▶ **Activity**
Search the entries for the word "specific" and copy each line that has it.

Source data
+-------+

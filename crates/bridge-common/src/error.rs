//! Error types for the model catalog bridge
//!
//! Errors are structured with fields so a log line is enough to locate the
//! failing registry endpoint, storage key or deployment.

use thiserror::Error;

/// Default context value when no specific context is available
pub const UNKNOWN_CONTEXT: &str = "unknown";

/// Main error type for bridge operations
#[derive(Debug, Error)]
pub enum Error {
    /// Kubernetes API error
    #[error("kubernetes error: {source}")]
    Kube {
        /// The underlying kube-rs error
        #[from]
        source: kube::Error,
    },

    /// Input that can never succeed without a change by the caller
    #[error("validation error for {subject}: {message}")]
    Validation {
        /// What was being validated (a key, a name, a config entry)
        subject: String,
        /// Description of what's invalid
        message: String,
    },

    /// Model registry endpoint error
    #[error("registry error [{endpoint}]: {message}")]
    Registry {
        /// Base URL of the registry endpoint
        endpoint: String,
        /// Description of what failed
        message: String,
        /// HTTP status returned by the registry, if any
        status: Option<u16>,
    },

    /// Storage tier error
    #[error("storage error for {key}: {message}")]
    Storage {
        /// Import key (or key list) being written
        key: String,
        /// Description of what failed
        message: String,
        /// HTTP status returned by the storage tier, if any
        status: Option<u16>,
    },

    /// Serialization/deserialization error
    #[error("serialization error: {message}")]
    Serialization {
        /// Description of what failed
        message: String,
        /// The format being produced or parsed (if known)
        format: Option<String>,
    },

    /// Configuration error
    #[error("configuration error: {message}")]
    Configuration {
        /// Description of what's wrong
        message: String,
    },

    /// The operation was cancelled before it finished
    #[error("cancelled: {operation}")]
    Cancelled {
        /// Operation that observed the cancellation
        operation: String,
    },

    /// Internal/operational error
    #[error("internal error [{context}]: {message}")]
    Internal {
        /// Description of what failed
        message: String,
        /// Context where the error occurred (e.g., "reconciler", "full-pass")
        context: String,
    },
}

impl Error {
    /// Create a validation error without a specific subject
    pub fn validation(msg: impl Into<String>) -> Self {
        Self::Validation {
            subject: UNKNOWN_CONTEXT.to_string(),
            message: msg.into(),
        }
    }

    /// Create a validation error about a specific subject
    pub fn validation_for(subject: impl Into<String>, msg: impl Into<String>) -> Self {
        Self::Validation {
            subject: subject.into(),
            message: msg.into(),
        }
    }

    /// Create a registry error for an endpoint
    pub fn registry(endpoint: impl Into<String>, msg: impl Into<String>) -> Self {
        Self::Registry {
            endpoint: endpoint.into(),
            message: msg.into(),
            status: None,
        }
    }

    /// Create a registry error carrying the HTTP status the endpoint returned
    pub fn registry_status(
        endpoint: impl Into<String>,
        status: u16,
        msg: impl Into<String>,
    ) -> Self {
        Self::Registry {
            endpoint: endpoint.into(),
            message: msg.into(),
            status: Some(status),
        }
    }

    /// Create a storage error for a key
    pub fn storage(key: impl Into<String>, msg: impl Into<String>) -> Self {
        Self::Storage {
            key: key.into(),
            message: msg.into(),
            status: None,
        }
    }

    /// Create a storage error carrying the HTTP status the storage tier returned
    pub fn storage_status(key: impl Into<String>, status: u16, msg: impl Into<String>) -> Self {
        Self::Storage {
            key: key.into(),
            message: msg.into(),
            status: Some(status),
        }
    }

    /// Create a serialization error with the given message
    pub fn serialization(msg: impl Into<String>) -> Self {
        Self::Serialization {
            message: msg.into(),
            format: None,
        }
    }

    /// Create a serialization error for a specific output format
    pub fn serialization_for_format(format: impl Into<String>, msg: impl Into<String>) -> Self {
        Self::Serialization {
            message: msg.into(),
            format: Some(format.into()),
        }
    }

    /// Create a configuration error
    pub fn configuration(msg: impl Into<String>) -> Self {
        Self::Configuration {
            message: msg.into(),
        }
    }

    /// Create a cancellation error for an operation
    pub fn cancelled(operation: impl Into<String>) -> Self {
        Self::Cancelled {
            operation: operation.into(),
        }
    }

    /// Create an internal error with the given message
    pub fn internal(msg: impl Into<String>) -> Self {
        Self::Internal {
            message: msg.into(),
            context: UNKNOWN_CONTEXT.to_string(),
        }
    }

    /// Create an internal error with context
    pub fn internal_with_context(context: impl Into<String>, msg: impl Into<String>) -> Self {
        Self::Internal {
            message: msg.into(),
            context: context.into(),
        }
    }

    /// Check if this error is retryable
    ///
    /// Validation, serialization and configuration errors need a change from
    /// the caller. Remote errors are retryable unless the remote answered
    /// with a 4xx status.
    pub fn is_retryable(&self) -> bool {
        match self {
            Error::Kube { source } => !matches!(
                source,
                kube::Error::Api(ae) if (400..500).contains(&ae.code)
            ),
            Error::Validation { .. } => false,
            Error::Registry { status, .. } | Error::Storage { status, .. } => {
                !matches!(status, Some(code) if (400..500).contains(code))
            }
            Error::Serialization { .. } => false,
            Error::Configuration { .. } => false,
            Error::Cancelled { .. } => false,
            Error::Internal { .. } => true,
        }
    }

    /// HTTP status attached to a remote error, if any
    pub fn status(&self) -> Option<u16> {
        match self {
            Error::Registry { status, .. } | Error::Storage { status, .. } => *status,
            Error::Kube {
                source: kube::Error::Api(ae),
            } => Some(ae.code),
            _ => None,
        }
    }

    /// Whether this is a Kubernetes "not found" response
    pub fn is_not_found(&self) -> bool {
        matches!(
            self,
            Error::Kube {
                source: kube::Error::Api(ae)
            } if ae.code == 404
        )
    }
}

+-------+

▶ **Task solution**
/// Default context value when no specific context is available
    /// Create a validation error without a specific subject
    /// Create a validation error about a specific subject
    /// Create a serialization error for a specific output format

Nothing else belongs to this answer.